Simon works in the CTO organization of Rational Software and is responsible for the business-level tooling strategy. Simon has undertaken a number of standards-related activities for both Rational Software and now IBM in the area of XML (W3C Schema working group), Web Services (RosettaNet architecture team) and Modeling (OMG UML and OCL teams). Simon has also written articles on the subjects of business modeling, software modeling and SOA and is interested to see where and when these threads will combine.



Friday March 20, 2009

The "cosmic significance" of triples

Another interesting question from Bill Higgins on the Jazz web UI team, was why in so many conversations with those of us deep in the Foundation the term "triple" seemed to be embedded in the answer to almost any question. The answer is of course that in the Foundation we use RDF considerably as our index format, as the resource format for certain system resources and also of course as our query language (SPARQL). So, it's inevitable that triples, as the core abstraction in the RDF data model, appear a lot in our conversation.

But the more important point, the point Bill was trying to make was, why triples at all, why RDF, why not the SQL data model we used in previous tools? The answer to that question is longer and trickier, but boils down to the fact that we can't define a single data model for all the tools we have today, given the fact that many change on independent schedules, we have acquisitions that bring in new tools all the time and in some domains the resources themselves are not fixed but are constructed/configured by customers. So, how do we develop a single platform for all of these tools? Quite simply we look for a model that is inherently flexible, that allows us to represent information from these tool-specific resources in a common and general way. The answer to that is RDF and therefore there's a lot of us worrying about triples.

So. while maybe not "cosmic", the significance of triples can't be downplayed in the Foundation and you'll find all manner of people writing N-Triples and Turtle in email, documents and the Jazz Foundation wiki.

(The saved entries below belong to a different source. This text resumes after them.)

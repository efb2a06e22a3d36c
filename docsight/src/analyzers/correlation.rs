//! Pairwise Pearson correlation between numeric columns.
//!
//! For every pair of numeric columns `(i, j)` with `i < j` in column order, rows
//! where both cells are present and parse to finite numbers form the `(x, y)`
//! sample. Pairs with
//! fewer than two such rows are skipped entirely. Only coefficients whose
//! magnitude exceeds the reporting threshold are emitted.

use serde::{Deserialize, Serialize};
use tracing::debug;

use crate::analyzers::cell::{Cell, Row};

/// Qualitative bucket for the magnitude of a correlation coefficient.
#[derive(Debug, Clone, Copy, PartialEq, Eq, Hash, Serialize, Deserialize)]
#[serde(rename_all = "lowercase")]
pub enum CorrelationStrength {
    Weak,
    Moderate,
    Strong,
}

impl CorrelationStrength {
    /// `|r| > 0.7` is strong, `|r| > 0.4` moderate, anything else weak.
    pub fn classify(r: f64) -> Self {
        let magnitude = r.abs();
        if magnitude > 0.7 {
            CorrelationStrength::Strong
        } else if magnitude > 0.4 {
            CorrelationStrength::Moderate
        } else {
            CorrelationStrength::Weak
        }
    }

    pub fn as_str(&self) -> &'static str {
        match self {
            CorrelationStrength::Weak => "weak",
            CorrelationStrength::Moderate => "moderate",
            CorrelationStrength::Strong => "strong",
        }
    }
}

impl std::fmt::Display for CorrelationStrength {
    fn fmt(&self, f: &mut std::fmt::Formatter<'_>) -> std::fmt::Result {
        f.write_str(self.as_str())
    }
}

/// A reported correlation between two numeric columns.
#[derive(Debug, Clone, PartialEq, Serialize, Deserialize)]
#[serde(rename_all = "camelCase")]
pub struct CorrelationPair {
    pub column1: String,
    pub column2: String,
    /// Pearson coefficient rounded to three decimals
    pub correlation: f64,
    pub strength: CorrelationStrength,
}

/// Running sums for the raw-sum Pearson formula.
#[derive(Debug, Clone, Default, PartialEq)]
pub struct CorrelationState {
    /// Number of valid pairs
    pub n: u64,
    pub sum_x: f64,
    pub sum_y: f64,
    pub sum_x2: f64,
    pub sum_y2: f64,
    pub sum_xy: f64,
}

impl CorrelationState {
    pub fn new() -> Self {
        Self::default()
    }

    pub fn update(&mut self, x: f64, y: f64) {
        self.n += 1;
        self.sum_x += x;
        self.sum_y += y;
        self.sum_x2 += x * x;
        self.sum_y2 += y * y;
        self.sum_xy += x * y;
    }

    /// Pearson's r over the accumulated pairs.
    ///
    /// Returns `0.0` when there are no pairs or the denominator is zero (a
    /// constant column). The result is clamped to `[-1, 1]` to absorb rounding.
    pub fn pearson(&self) -> f64 {
        if self.n == 0 {
            return 0.0;
        }
        let n = self.n as f64;
        let numerator = n * self.sum_xy - self.sum_x * self.sum_y;
        let denominator = ((n * self.sum_x2 - self.sum_x * self.sum_x)
            * (n * self.sum_y2 - self.sum_y * self.sum_y))
            .sqrt();

        if denominator == 0.0 || denominator.is_nan() {
            0.0
        } else {
            (numerator / denominator).clamp(-1.0, 1.0)
        }
    }
}

impl FromIterator<(f64, f64)> for CorrelationState {
    fn from_iter<I: IntoIterator<Item = (f64, f64)>>(iter: I) -> Self {
        let mut state = CorrelationState::new();
        for (x, y) in iter {
            state.update(x, y);
        }
        state
    }
}

/// Rounds half up to three decimals.
pub fn round3(value: f64) -> f64 {
    (value * 1000.0 + 0.5).floor() / 1000.0
}

// Empty text would otherwise coerce to 0.
fn numeric_value(cell: &Cell) -> Option<f64> {
    if cell.is_missing() {
        return None;
    }
    cell.as_number()
}

/// Finds notable correlations among `numeric_columns` over `rows`.
///
/// A pair is emitted only when `|r| > threshold`. Output order is the nested
/// loop order over `numeric_columns`.
pub fn find_correlations(
    rows: &[Row],
    numeric_columns: &[&str],
    threshold: f64,
) -> Vec<CorrelationPair> {
    let mut correlations = Vec::new();

    for (i, column1) in numeric_columns.iter().enumerate() {
        for column2 in &numeric_columns[i + 1..] {
            let state: CorrelationState = rows
                .iter()
                .filter_map(|row| {
                    let x = numeric_value(row.get(column1))?;
                    let y = numeric_value(row.get(column2))?;
                    (x.is_finite() && y.is_finite()).then_some((x, y))
                })
                .collect();

            if state.n < 2 {
                debug!(
                    column1 = *column1,
                    column2 = *column2,
                    pairs = state.n,
                    "Skipping correlation with too few valid pairs"
                );
                continue;
            }

            let r = state.pearson();
            if r.abs() > threshold {
                correlations.push(CorrelationPair {
                    column1: column1.to_string(),
                    column2: column2.to_string(),
                    correlation: round3(r),
                    strength: CorrelationStrength::classify(r),
                });
            }
        }
    }

    correlations
}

Categories : [   jazz  |  rdf  ]

Mar 20 2009, 01:38:21 PM EDT Permalink


Friday March 20, 2009

RDF background reading

I recently gave a presentation to the broader Jazz Foundation team on our use of RDF in the Foundation server, why we chose RDF, how we use RDF and where clients can expect to deal with RDF when talking to the server. One question asked was on any resources that might be helpful, specifically books, to read up on RDF. I had three suggestions from my own reading of books I found particularly helpful or at least worth the cover price.

Practical RDF by Shelley Powers (O'Reilly).
While it would be nice to see a new edition with the inclusion of SPARQL and some of the newer vocabularies (FOAF perhaps instead of RSS) this is a good introduction and like all O'Reilly books very readable and well put together
Semantic Web for the Working Ontologist: Effective Modeling in RDFS and OWL by Dean Allemang and James Hendler (Morgan Kaufmann)
Focusing much more on the development of ontologies this book gives a much more complete view of RDF Schema and OWL, again nicely put together.
The Description Logic Handbook: Theory, Implementation, and Applications (Cambridge University Press)
A very deep book, not an easy read (very few good characters and not much plot) but useful to understand why RDF is the way it is and some of the advantages and limitations of RDF based on it's theoretical foundations


Categories : [   rdf  ]

Mar 20 2009, 11:34:24 AM EDT Permalink



Friday February 06, 2009

Jazz Foundation moving forward

We've published the goals and scope for the M3D1 milestone which will include the migration of old JRS applications to the new Foundation core services. I also put together a brief topic on the Foundation Architecture which does help somewhat in understanding the terminology used in the specifications. Finally in review yesterday we approved the following service specifications:

  • Storage API - The API for storing resources in a RESTful manner, this is the core of the Foundation.
  • Query API - The API for executing queries against the index data extracted from stored resources.
  • Index Contribution API - The API for storing index data extracted from stored resources ready for query.
  • Application Query Library - A helper library to allow applications to provide simple, URL-encoded, queries to their clients.


Categories : [   jazz  ]

Feb 06 2009, 10:35:12 AM EST Permalink



Thursday November 06, 2008

JRS at the IBM Information on Demand Conference (again)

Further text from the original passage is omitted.